Aufgrund fehlender und meist negativer Erfahrungen fällt es ihnen schwer, tragfähige Beziehungen zu anderen Menschen zu knüpfen, die weiter reichen als ihre handfesten Erwartungen. Im Kontakt untereinander sind sie oft schroff. Neckereien gehen rasch in Streit über. Wenn sie miteinander kämpfen, geht es selten ohne schmerzhafte Schläge oder Tritte ab. Manchmal fallen sie ohne Vorwarnung über einander her. Verletzungen, die sie sich im Drogenrausch zufügen, sind oft gravierend, blutig, mitunter lebensbedrohlich.

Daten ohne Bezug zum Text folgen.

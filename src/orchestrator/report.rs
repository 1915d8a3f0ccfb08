//! Reports returned by the workflows

use crate::duplicates::{DuplicateGroup, QuarantineReport};
use crate::integrity::VerificationOutcome;
use crate::recovery::RecoveryPlan;
use crate::types::ArchiveJob;
use chrono::{DateTime, Utc};
use serde::{Deserialize, Serialize};
use std::path::PathBuf;

/// What happened to the recovery data of a protected folder
#[derive(Debug, Clone, PartialEq, Eq, Serialize, Deserialize)]
#[serde(tag = "status", rename_all = "snake_case")]
pub enum RecoveryState {
    /// Recovery data was generated in this run
    Generated {
        /// Control file written
        output: PathBuf,
        /// Plan the data was generated from
        plan: RecoveryPlan,
    },
    /// Recovery data was already present
    AlreadyPresent {
        /// Existing control file
        output: PathBuf,
    },
}

impl RecoveryState {
    /// Control file protecting the archive
    pub fn output(&self) -> &PathBuf {
        match self {
            Self::Generated { output, .. } | Self::AlreadyPresent { output } => output,
        }
    }
}

/// Outcome of protecting one folder
#[derive(Debug, Clone, Serialize, Deserialize)]
pub struct ProtectReport {
    /// Archive job with its final status (`Created` or `AlreadyExists`)
    pub job: ArchiveJob,
    /// Archive volumes on disk, entry point first
    pub volumes: Vec<PathBuf>,
    /// Recovery data state
    pub recovery: RecoveryState,
}

/// Outcome of restoring one archive
#[derive(Debug, Clone, Serialize, Deserialize)]
pub struct RestoreReport {
    /// Archive entry point
    pub archive: PathBuf,
    /// Control file that vouched for it
    pub par2: PathBuf,
    /// Final integrity state (`AllComplete` or `RepairSucceeded`)
    pub outcome: VerificationOutcome,
    /// Folder the archive was extracted into
    pub destination: PathBuf,
}

/// Outcome of a duplicate scan, with the quarantine step when requested
#[derive(Debug, Clone, Serialize, Deserialize)]
pub struct DedupeReport {
    /// Groups of identical files
    pub groups: Vec<DuplicateGroup>,
    /// Files moved aside, when quarantine was requested
    pub quarantine: Option<QuarantineReport>,
}

/// A unit of a batch that failed
#[derive(Debug, Clone, PartialEq, Eq, Serialize, Deserialize)]
pub struct UnitFailure {
    /// Folder or archive the unit worked on
    pub path: PathBuf,
    /// Machine-readable error code
    pub code: String,
    /// Human-readable error
    pub error: String,
}

impl UnitFailure {
    pub(crate) fn new(path: PathBuf, error: &crate::Error) -> Self {
        Self {
            path,
            code: error.error_code().to_string(),
            error: error.to_string(),
        }
    }
}

/// Outcome of a batch over a directory tree
#[derive(Debug, Clone, Serialize, Deserialize)]
pub struct TreeReport<T> {
    /// Tree that was processed
    pub root: PathBuf,
    /// When the batch started
    pub started_at: DateTime<Utc>,
    /// When the batch finished
    pub finished_at: DateTime<Utc>,
    /// Units that completed
    pub completed: Vec<T>,
    /// Units that failed; the batch continued past them
    pub failures: Vec<UnitFailure>,
}

impl<T> TreeReport<T> {
    pub(crate) fn start(root: PathBuf) -> Self {
        let now = Utc::now();
        Self {
            root,
            started_at: now,
            finished_at: now,
            completed: Vec::new(),
            failures: Vec::new(),
        }
    }

    pub(crate) fn finish(mut self) -> Self {
        self.finished_at = Utc::now();
        self
    }

    /// Whether every unit completed
    pub fn is_success(&self) -> bool {
        self.failures.is_empty()
    }
}
//! End-to-end tests against the real 7-Zip and par2cmdline binaries
//!
//! All tests are marked #[ignore] to prevent running in normal CI. Each test
//! skips itself when `7z` or `par2` is not on PATH.
//!
//! # Running the tests
//!
//! ```bash
//! cargo test --test external_tools -- --ignored --nocapture
//! ```

use parvault::{
    ArchiveStatus, Config, Orchestrator, Par2Dialect, RecoveryState, Tools, VerificationOutcome,
};
use std::fs;
use std::path::Path;
use tempfile::TempDir;

fn real_tools_config() -> Config {
    let mut config = Config::default();
    config.tools.par2_dialect = Par2Dialect::Par2Cmdline;
    config.recovery.check_disk_space = false;
    config
}

/// Orchestrator over real binaries, or None when either is missing
fn real_orchestrator() -> Option<Orchestrator> {
    let config = real_tools_config();
    let tools = Tools::from_config(&config.tools, &config.archive);
    if tools.archive.name() == "unavailable" || tools.parity.name() == "unavailable" {
        eprintln!("Skipping: 7z and par2 must both be on PATH");
        return None;
    }
    Some(Orchestrator::new(config, tools).unwrap())
}

fn write_sample(folder: &Path) {
    fs::create_dir_all(folder.join("nested")).unwrap();
    let pattern: Vec<u8> = (0..64 * 1024).map(|i| (i % 251) as u8).collect();
    fs::write(folder.join("photo.jpg"), &pattern).unwrap();
    fs::write(folder.join("nested/video.mov"), pattern.repeat(3)).unwrap();
}

#[tokio::test]
#[ignore]
async fn test_real_protect_and_restore() {
    let Some(orchestrator) = real_orchestrator() else {
        return;
    };
    let dir = TempDir::new().unwrap();
    let folder = dir.path().join("holiday");
    write_sample(&folder);
    let original = fs::read(folder.join("nested/video.mov")).unwrap();

    let report = orchestrator.protect_folder(&folder).await.unwrap();
    assert_eq!(report.job.status(), ArchiveStatus::Created);
    assert!(matches!(report.recovery, RecoveryState::Generated { .. }));
    assert!(!folder.join("photo.jpg").exists());
    assert!(report.recovery.output().exists());

    let restored = orchestrator.restore_tree(dir.path()).await.unwrap();
    assert!(restored.is_success(), "failures: {:?}", restored.failures);
    assert_eq!(restored.completed[0].outcome, VerificationOutcome::AllComplete);
    assert_eq!(
        fs::read(folder.join("holiday/holiday/nested/video.mov")).unwrap(),
        original
    );
}

#[tokio::test]
#[ignore]
async fn test_real_repair_of_damaged_volume() {
    let Some(orchestrator) = real_orchestrator() else {
        return;
    };
    let dir = TempDir::new().unwrap();
    let folder = dir.path().join("scans");
    write_sample(&folder);

    let report = orchestrator.protect_folder(&folder).await.unwrap();
    let volume = report.volumes[0].clone();

    // flip a run of bytes in the middle of the first volume
    let mut bytes = fs::read(&volume).unwrap();
    let mid = bytes.len() / 2;
    for b in bytes.iter_mut().skip(mid).take(512) {
        *b ^= 0x5a;
    }
    fs::write(&volume, bytes).unwrap();

    let restored = orchestrator.restore_archive(&volume).await.unwrap();
    assert_eq!(restored.outcome, VerificationOutcome::RepairSucceeded);
    assert!(folder.join("scans/scans/photo.jpg").exists());
}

Straßenkinder leben ganz und gar im Hier und Jetzt. Was für sie zählt, ist konkret, praktisch, verwertbar und aktuell. An Zukunftsplänen haben sie kein Interesse. Über den Tag hinaus zu denken und zu planen, wäre illusionär.

Die Aufmerksamkeit von Straßenkindern gewinnt man immer nur für kurze Zeit. Konzentration ist eine schwere Herausforderung. Das Interesse erlahmt schnell. Am liebsten eilen sie von Attraktion zu Attraktion. Je schwieriger eine Aufgabe ist, umso schneller halten sie nach etwas anderem Ausschau.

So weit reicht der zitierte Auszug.